If the catheter was put in your arm, you may be able to sit up and get out of bed right away. But you will need to keep your arm still for at least 1 hour.
A child who has had cardiac
catheterization may need to be held by a parent for several hours after the
test. This is to prevent the child from moving his or her leg.
You should
drink plenty of liquids for several hours after the test. This will prevent
dehydration. And it will help flush the contrast material out
of your body.
Depending on the results of the test, you may be
sent home either after being observed for a short time (such as 6 hours) or the
next day. If you got any stitches in your arm, they may be removed in 5 to
7 days. Do not do strenuous exercise or lift anything heavy until your doctor says it is okay. This may be for a day or two.
If you are breastfeeding and had an angiogram in which dye was put into your body, use formula for 2 days after this test. Discard the breast milk you pump for 2 days after the test.
How It Feels
You will feel a sharp sting when you get the shot of
local anesthetic to numb your skin where the catheter goes in. When the catheter is put in, you may feel a brief, sharp pain.
The
movement of the catheter through your blood vessel may cause a feeling of
pressure, but it is not usually painful. People often have
skipped heartbeats for a few seconds when the catheter touches the walls of the
heart.
If a dye (contrast material) is injected, you may feel warm
and flushed. You may have a metallic taste in your mouth. Some people feel sick to
their stomach or have a headache. You also may feel nauseated or lightheaded,
have chest pain or pressure, irregular heartbeats, an urge to cough, mild itching, or
hives from the contrast material. If you have any of
these symptoms, tell your doctor how you feel.
The
temperature in the cath lab is kept cool. This keeps the equipment from overheating. For many people, the hardest part of the test is having
to lie still for an hour or more on the hard table. You may feel some stiffness
or cramping.
After you go home
You may have some soreness and bruising at the
insertion site. This is temporary and should go away within 2 weeks. It is
normal for the site to feel tender for about a week.
Call your doctor
right away if:
- Your arm or leg gets pale, cold, painful, or
numb.
- You have a fast-growing, painful lump where the catheter went in.
- You get redness, swelling, or discharge where the catheter went in.
- You have a fever.
Risks
Most people do not have problems during or after an angiogram.
Heart attack and stroke happen rarely, but they can be life-threatening. They are more likely
to occur in older people or people who have health conditions that raise the risk of heart attack or stroke.
Other problems that can happen during or soon after an angiogram include:
- A tear or sudden closure in an artery.
- An allergic reaction to the dye used to
see the arteries.
- Kidney damage related to the
dye.
- Bleeding or bruising where the catheter was put in.
Conditions that can raise risk of problems
Certain health conditions can raise your risk of having problems after angioplasty. Conditions that can raise the risk of death from the procedure include heart failure, heart valve problems, and chronic kidney disease. The risk of heart attack may be higher if you have heart disease in the left main coronary artery.

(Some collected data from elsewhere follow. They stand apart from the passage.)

//! Property value types for graph nodes and edges

use indexmap::IndexMap;
use serde::{Deserialize, Serialize};
use std::fmt;

/// Property value type
///
/// Supports:
/// - String
/// - Integer (i64)
/// - Float (f64)
/// - Boolean
/// - Array (Vec<PropertyValue>)
#[derive(Debug, Clone, PartialEq, Serialize, Deserialize)]
pub enum PropertyValue {
    String(String),
    Integer(i64),
    Float(f64),
    Boolean(bool),
    Array(Vec<PropertyValue>),
    Null,
}

impl PropertyValue {
    /// Check if value is null
    pub fn is_null(&self) -> bool {
        matches!(self, PropertyValue::Null)
    }

    /// Get string value if this is a string
    pub fn as_string(&self) -> Option<&str> {
        match self {
            PropertyValue::String(s) => Some(s),
            _ => None,
        }
    }

    /// Convert into the JSON value carried in query results
    pub fn to_json(&self) -> serde_json::Value {
        match self {
            PropertyValue::String(s) => serde_json::Value::String(s.clone()),
            PropertyValue::Integer(i) => serde_json::Value::from(*i),
            PropertyValue::Float(f) => serde_json::Number::from_f64(*f)
                .map(serde_json::Value::Number)
                .unwrap_or(serde_json::Value::Null),
            PropertyValue::Boolean(b) => serde_json::Value::Bool(*b),
            PropertyValue::Array(arr) => {
                serde_json::Value::Array(arr.iter().map(|v| v.to_json()).collect())
            }
            PropertyValue::Null => serde_json::Value::Null,
        }
    }
}

impl fmt::Display for PropertyValue {
    fn fmt(&self, f: &mut fmt::Formatter<'_>) -> fmt::Result {
        match self {
            PropertyValue::String(s) => write!(f, "\"{}\"", s),
            PropertyValue::Integer(i) => write!(f, "{}", i),
            PropertyValue::Float(fl) => write!(f, "{}", fl),
            PropertyValue::Boolean(b) => write!(f, "{}", b),
            PropertyValue::Array(arr) => {
                write!(f, "[")?;
                for (i, val) in arr.iter().enumerate() {
                    if i > 0 {
                        write!(f, ", ")?;
                    }
                    write!(f, "{}", val)?;
                }
                write!(f, "]")
            }
            PropertyValue::Null => write!(f, "null"),
        }
    }
}

// Convenience conversions
impl From<String> for PropertyValue {
    fn from(s: String) -> Self {
        PropertyValue::String(s)
    }
}

impl From<&str> for PropertyValue {
    fn from(s: &str) -> Self {
        PropertyValue::String(s.to_string())
    }
}

impl From<i64> for PropertyValue {
    fn from(i: i64) -> Self {
        PropertyValue::Integer(i)
    }
}

impl From<i32> for PropertyValue {
    fn from(i: i32) -> Self {
        PropertyValue::Integer(i as i64)
    }
}

impl From<f64> for PropertyValue {
    fn from(f: f64) -> Self {
        PropertyValue::Float(f)
    }
}

impl From<bool> for PropertyValue {
    fn from(b: bool) -> Self {
        PropertyValue::Boolean(b)
    }
}

impl From<Vec<PropertyValue>> for PropertyValue {
    fn from(arr: Vec<PropertyValue>) -> Self {
        PropertyValue::Array(arr)
    }
}

/// Property map for storing node and edge properties.
///
/// Insertion-ordered so that property listings are reproducible.
pub type PropertyMap = IndexMap<String, PropertyValue>;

Having these conditions doesn't mean that you will have a problem from the procedure. You and your doctor can talk about whether your risk of a problem is higher than average.
Radiation risk
There is always a slight risk of damage to cells or tissues
from being exposed to any radiation. This includes the low levels of X-ray used for
this test.
Some evidence suggests that the radiation used in this test could raise the risk of getting cancer later in life. But the risk is believed to be about the same as from many everyday activities and medical
procedures. The risk of damage from the X-rays is usually very low
compared with the possible benefits of the test.
Results
Cardiac catheterization is a test to
check your heart and coronary arteries.
Test results will be
reviewed by a
cardiologist. The results will be available after the
test. Your doctor will be able to talk to you about some of the results
right away.
Results will include whether:
- Coronary arteries are normal or have narrowing or blockage.
- The heart's
pumping action (ejection fraction) and pressures inside the heart
chambers and blood vessels are normal.
- The heart valves
are working as they should.
Many conditions can affect the results of a cardiac
catheterization. Your doctor will discuss any significant abnormal results with
you in relation to your symptoms and past health.
What Affects the Test
You may not be able to have the test, or the results may not be helpful, if:
- You are very anxious. This may cause high blood pressure and irregular
heartbeats.
- You have kidney or liver failure.
- You are not able to
follow directions during the test.
What To Think About
- This test usually is not done on people who have had
severe
allergic reactions to contrast material, poorly
controlled
heart failure, life-threatening heart rhythm problems,
or advanced
kidney disease.
- Cardiac catheterization
is not usually done during pregnancy. This is because the radiation could damage the
developing
fetus. But in a life-threatening emergency, this
test may be needed to help save a pregnant woman's life. In such cases,
a lead apron is used to protect the fetus as much as possible from the radiation.
References
Other Works Consulted
- Balaji NR, Shah PB (2012). Radial artery catheterization. Circulation, 124(16): e407-e408.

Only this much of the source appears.